The authors conclude:
‘An interleaved genomic organization poses important mechanistic challenges for the cell. One involves the [use of] the same DNA molecules for multiple functions. The overlap of functionally important sequence motifs must be resolved in time and space for this organization to work properly. Another challenge is the need to compartmentalize RNA or mask RNAs that could potentially form long double-stranded regions, to prevent RNA-RNA interactions that could prompt apoptosis [programmed cell death].’
This concern for the safety of so many RNA molecules being produced in such a small space is well-founded. RNA is a long single-strand molecule not unlike a long piece of sticky-tape—it will stick to any nearby surface, including itself! Unless properly coordinated, it will all scrunch up into a sticky mess.
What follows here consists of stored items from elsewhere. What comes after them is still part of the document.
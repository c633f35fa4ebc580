//! GraphSpec data model.
//!
//! A [`GraphSpec`] is the declarative, serializable source of truth for an audio
//! graph. Runtime graphs, renders and undo history are all derived from it.
//! Field names serialize in camelCase so specs interchange with JSON tooling.

use serde::{Deserialize, Serialize};
use std::collections::BTreeMap;
use std::fmt;

/// Schema version understood by this crate.
pub const SPEC_VERSION: u32 = 1;

/// Schema identifier every spec must carry.
pub const SCHEMA_ID: &str = "echoform.graph";

/// Declarative description of an audio graph.
#[derive(Debug, Clone, PartialEq, Serialize, Deserialize)]
#[serde(rename_all = "camelCase")]
pub struct GraphSpec {
    /// Schema version; must equal [`SPEC_VERSION`].
    pub version: u32,
    /// Schema identifier; must equal [`SCHEMA_ID`].
    pub schema_id: String,
    /// Tempo in BPM. Informational for the engine.
    #[serde(default = "default_tempo")]
    pub tempo: f64,
    /// Seed for every stochastic process (noise nodes, dither).
    #[serde(default)]
    pub seed: u64,
    /// Preferred render sample rate. The engine default applies when absent.
    #[serde(default, skip_serializing_if = "Option::is_none")]
    pub sample_rate: Option<u32>,
    /// Audio assets referenced by player nodes.
    #[serde(default)]
    pub assets: Vec<Asset>,
    /// Graph nodes.
    #[serde(default)]
    pub nodes: Vec<NodeDef>,
    /// Directed edges between nodes.
    #[serde(default)]
    pub connections: Vec<Connection>,
    /// Timed parameter curves.
    #[serde(default)]
    pub automations: Vec<AutomationDef>,
    /// Auxiliary mix buses.
    #[serde(default)]
    pub buses: Vec<BusDef>,
    /// Node-to-bus sends.
    #[serde(default)]
    pub sends: Vec<SendDef>,
    /// Master mix settings.
    #[serde(default)]
    pub mix: MixSettings,
    /// Free-form metadata carried through untouched.
    #[serde(default, skip_serializing_if = "BTreeMap::is_empty")]
    pub meta: BTreeMap<String, serde_json::Value>,
}

fn default_tempo() -> f64 {
    120.0
}

fn unity() -> f64 {
    1.0
}

impl Default for GraphSpec {
    fn default() -> Self {
        Self {
            version: SPEC_VERSION,
            schema_id: SCHEMA_ID.to_string(),
            tempo: default_tempo(),
            seed: 0,
            sample_rate: None,
            assets: Vec::new(),
            nodes: Vec::new(),
            connections: Vec::new(),
            automations: Vec::new(),
            buses: Vec::new(),
            sends: Vec::new(),
            mix: MixSettings::default(),
            meta: BTreeMap::new(),
        }
    }
}

impl GraphSpec {
    /// Looks up a node by id.
    pub fn node(&self, id: &str) -> Option<&NodeDef> {
        self.nodes.iter().find(|n| n.id == id)
    }

    /// Mutable lookup of a node by id.
    pub fn node_mut(&mut self, id: &str) -> Option<&mut NodeDef> {
        self.nodes.iter_mut().find(|n| n.id == id)
    }

    /// Looks up an asset by id.
    pub fn asset(&self, id: &str) -> Option<&Asset> {
        self.assets.iter().find(|a| a.id == id)
    }

    /// Looks up an automation by id.
    pub fn automation(&self, id: &str) -> Option<&AutomationDef> {
        self.automations.iter().find(|a| a.id == id)
    }

    /// Adds a node, builder style.
    pub fn with_node(mut self, node: NodeDef) -> Self {
        self.nodes.push(node);
        self
    }

    /// Adds an asset, builder style.
    pub fn with_asset(mut self, asset: Asset) -> Self {
        self.assets.push(asset);
        self
    }

    /// Adds a connection, builder style.
    pub fn with_connection(mut self, from: impl Into<String>, to: impl Into<String>) -> Self {
        self.connections.push(Connection::new(from, to));
        self
    }

    /// Adds an automation, builder style.
    pub fn with_automation(mut self, automation: AutomationDef) -> Self {
        self.automations.push(automation);
        self
    }
}

/// An audio asset.
#[derive(Debug, Clone, PartialEq, Serialize, Deserialize)]
#[serde(rename_all = "camelCase")]
pub struct Asset {
    /// Asset id, unique within the spec.
    pub id: String,
    /// Asset kind. Only samples exist today.
    #[serde(default)]
    pub kind: AssetKind,
    /// Location the loader resolves (path or URL). Also the decoded-buffer cache key.
    pub src: String,
    /// Optional trim window in seconds.
    #[serde(default, skip_serializing_if = "Option::is_none")]
    pub trim: Option<Trim>,
    /// Whether players loop this asset.
    #[serde(default, rename = "loop")]
    pub looping: bool,
}

impl Asset {
    /// Creates a non-looping sample asset.
    pub fn sample(id: impl Into<String>, src: impl Into<String>) -> Self {
        Self {
            id: id.into(),
            kind: AssetKind::Sample,
            src: src.into(),
            trim: None,
            looping: false,
        }
    }
}

/// Asset kind.
#[derive(Debug, Clone, Copy, PartialEq, Eq, Default, Serialize, Deserialize)]
#[serde(rename_all = "camelCase")]
pub enum AssetKind {
    /// A decoded PCM sample.
    #[default]
    Sample,
}

/// Trim window applied to an asset, in seconds.
#[derive(Debug, Clone, Copy, PartialEq, Default, Serialize, Deserialize)]
pub struct Trim {
    /// Start offset.
    #[serde(default)]
    pub start: f64,
    /// End offset. `None` keeps the rest of the asset.
    #[serde(default, skip_serializing_if = "Option::is_none")]
    pub end: Option<f64>,
}

impl Trim {
    /// Length of the trimmed region for an asset of `total` seconds.
    pub fn length(&self, total: f64) -> f64 {
        let start = self.start.clamp(0.0, total);
        let end = self.end.unwrap_or(total).clamp(start, total);
        end - start
    }
}

/// A parameter value as it appears in a spec.
#[derive(Debug, Clone, PartialEq, Serialize, Deserialize)]
#[serde(untagged)]
pub enum ParamValue {
    /// Boolean switch.
    Bool(bool),
    /// Numeric value.
    Number(f64),
    /// Enumerated or free-form text.
    Text(String),
}

impl ParamValue {
    /// Numeric view, if this is a number.
    pub fn as_f64(&self) -> Option<f64> {
        match self {
            Self::Number(v) => Some(*v),
            _ => None,
        }
    }

    /// Text view, if this is text.
    pub fn as_str(&self) -> Option<&str> {
        match self {
            Self::Text(s) => Some(s),
            _ => None,
        }
    }

    /// Boolean view, if this is a bool.
    pub fn as_bool(&self) -> Option<bool> {
        match self {
            Self::Bool(b) => Some(*b),
            _ => None,
        }
    }
}

impl fmt::Display for ParamValue {
    fn fmt(&self, f: &mut fmt::Formatter<'_>) -> fmt::Result {
        match self {
            Self::Bool(b) => write!(f, "{b}"),
            Self::Number(v) => write!(f, "{v}"),
            Self::Text(s) => write!(f, "{s}"),
        }
    }
}

impl From<f64> for ParamValue {
    fn from(v: f64) -> Self {
        Self::Number(v)
    }
}

impl From<bool> for ParamValue {
    fn from(v: bool) -> Self {
        Self::Bool(v)
    }
}

impl From<&str> for ParamValue {
    fn from(v: &str) -> Self {
        Self::Text(v.to_string())
    }
}

/// A graph node declaration.
#[derive(Debug, Clone, PartialEq, Serialize, Deserialize)]
#[serde(rename_all = "camelCase")]
pub struct NodeDef {
    /// Node id, unique within the spec.
    pub id: String,
    /// Registered node type name (see [`NodeType`](crate::NodeType)).
    #[serde(rename = "type")]
    pub node_type: String,
    /// Asset played by this node, for player nodes.
    #[serde(default, skip_serializing_if = "Option::is_none")]
    pub asset_id: Option<String>,
    /// Parameter values. Missing parameters take their schema default.
    #[serde(default)]
    pub params: BTreeMap<String, ParamValue>,
}

impl NodeDef {
    /// Creates a node with no parameters.
    pub fn new(id: impl Into<String>, node_type: impl Into<String>) -> Self {
        Self {
            id: id.into(),
            node_type: node_type.into(),
            asset_id: None,
            params: BTreeMap::new(),
        }
    }

    /// Sets a parameter, builder style.
    pub fn with_param(mut self, name: impl Into<String>, value: impl Into<ParamValue>) -> Self {
        self.params.insert(name.into(), value.into());
        self
    }

    /// Sets the asset reference, builder style.
    pub fn with_asset(mut self, asset_id: impl Into<String>) -> Self {
        self.asset_id = Some(asset_id.into());
        self
    }
}

/// Directed edge `from -> to`.
#[derive(Debug, Clone, PartialEq, Eq, PartialOrd, Ord, Hash, Serialize, Deserialize)]
pub struct Connection {
    /// Source node id.
    pub from: String,
    /// Destination node id.
    pub to: String,
}

impl Connection {
    /// Creates an edge.
    pub fn new(from: impl Into<String>, to: impl Into<String>) -> Self {
        Self {
            from: from.into(),
            to: to.into(),
        }
    }
}

/// Interpolation mode of an automation curve.
#[derive(Debug, Clone, Copy, PartialEq, Eq, Serialize, Deserialize)]
#[serde(rename_all = "camelCase")]
pub enum CurveMode {
    /// Set the first point, then ramp linearly through the rest.
    LinearRamp,
    /// Reserved. Rejected by validation.
    ExpRamp,
    /// Step to each point's value at its time, no interpolation.
    Points,
    /// Reserved. Rejected by validation.
    LfoRef,
}

impl CurveMode {
    /// Whether the scheduler implements this mode.
    pub fn is_supported(self) -> bool {
        matches!(self, Self::LinearRamp | Self::Points)
    }
}

/// One breakpoint of a curve. `t` is relative to the automation's start time.
#[derive(Debug, Clone, Copy, PartialEq, Serialize, Deserialize)]
pub struct CurvePoint {
    /// Offset from `startTime`, seconds.
    pub t: f64,
    /// Target value.
    pub value: f64,
}

/// Curve description.
#[derive(Debug, Clone, PartialEq, Serialize, Deserialize)]
pub struct Curve {
    /// Interpolation mode.
    pub mode: CurveMode,
    /// Breakpoints.
    #[serde(default)]
    pub points: Vec<CurvePoint>,
}

/// A timed curve driving one node parameter.
#[derive(Debug, Clone, PartialEq, Serialize, Deserialize)]
#[serde(rename_all = "camelCase")]
pub struct AutomationDef {
    /// Automation id. Assigned by the session when empty.
    #[serde(default)]
    pub id: String,
    /// Target node.
    pub node_id: String,
    /// Target parameter.
    pub param: String,
    /// Curve to follow.
    pub curve: Curve,
    /// Absolute start time, seconds.
    #[serde(default)]
    pub start_time: f64,
    /// Absolute end time, seconds. Points past it are ignored.
    pub end_time: f64,
}

impl AutomationDef {
    /// Creates a linear ramp automation from `(t, value)` pairs.
    pub fn linear(
        id: impl Into<String>,
        node_id: impl Into<String>,
        param: impl Into<String>,
        start_time: f64,
        end_time: f64,
        points: &[(f64, f64)],
    ) -> Self {
        Self::with_mode(id, node_id, param, CurveMode::LinearRamp, start_time, end_time, points)
    }

    /// Creates an automation with the given mode from `(t, value)` pairs.
    pub fn with_mode(
        id: impl Into<String>,
        node_id: impl Into<String>,
        param: impl Into<String>,
        mode: CurveMode,
        start_time: f64,
        end_time: f64,
        points: &[(f64, f64)],
    ) -> Self {
        Self {
            id: id.into(),
            node_id: node_id.into(),
            param: param.into(),
            curve: Curve {
                mode,
                points: points
                    .iter()
                    .map(|&(t, value)| CurvePoint { t, value })
                    .collect(),
            },
            start_time,
            end_time,
        }
    }
}

/// Auxiliary mix bus.
#[derive(Debug, Clone, PartialEq, Serialize, Deserialize)]
pub struct BusDef {
    /// Bus id.
    pub id: String,
    /// Linear bus gain.
    #[serde(default = "unity")]
    pub gain: f64,
}

/// A send from a node's output to a bus.
#[derive(Debug, Clone, PartialEq, Serialize, Deserialize)]
pub struct SendDef {
    /// Sending node.
    pub from: String,
    /// Receiving bus.
    pub bus: String,
    /// Linear send amount.
    #[serde(default = "unity")]
    pub amount: f64,
}

/// Master mix settings.
#[derive(Debug, Clone, PartialEq, Serialize, Deserialize)]
#[serde(rename_all = "camelCase")]
pub struct MixSettings {
    /// Linear master gain.
    #[serde(default = "unity")]
    pub master_gain: f64,
}

impl Default for MixSettings {
    fn default() -> Self {
        Self { master_gain: 1.0 }
    }
}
These results are so astonishing, so shocking, that it is going to take an awful lot more work to untangle what is really going on in cells. And the molecular taxonomists, who have been drawing up evolutionary histories (‘phylogenies’) for everything, are going to have to undo all their years of ‘junk DNA’-based historical reconstructions and wait for the full implications to emerge before they try again. One of the supposedly ‘knock-down’ arguments that humans have a common ancestor with chimpanzees is shared ‘non-functional’ DNA coding. That argument just got thrown out the window.
- Birney, E., et. al., Identification and analysis of functional elements in 1% of the human genome by the ENCODE pilot project, Nature 447: 799–816, 2007. Return to Text.
- Philipp Kapranov, P., Willingham, A.T. and Gingeras, T.R., Genome-wide transcription and the implications for genomic organization, Nature Reviews Genetics 8: 413–423, 2007. Return to Text.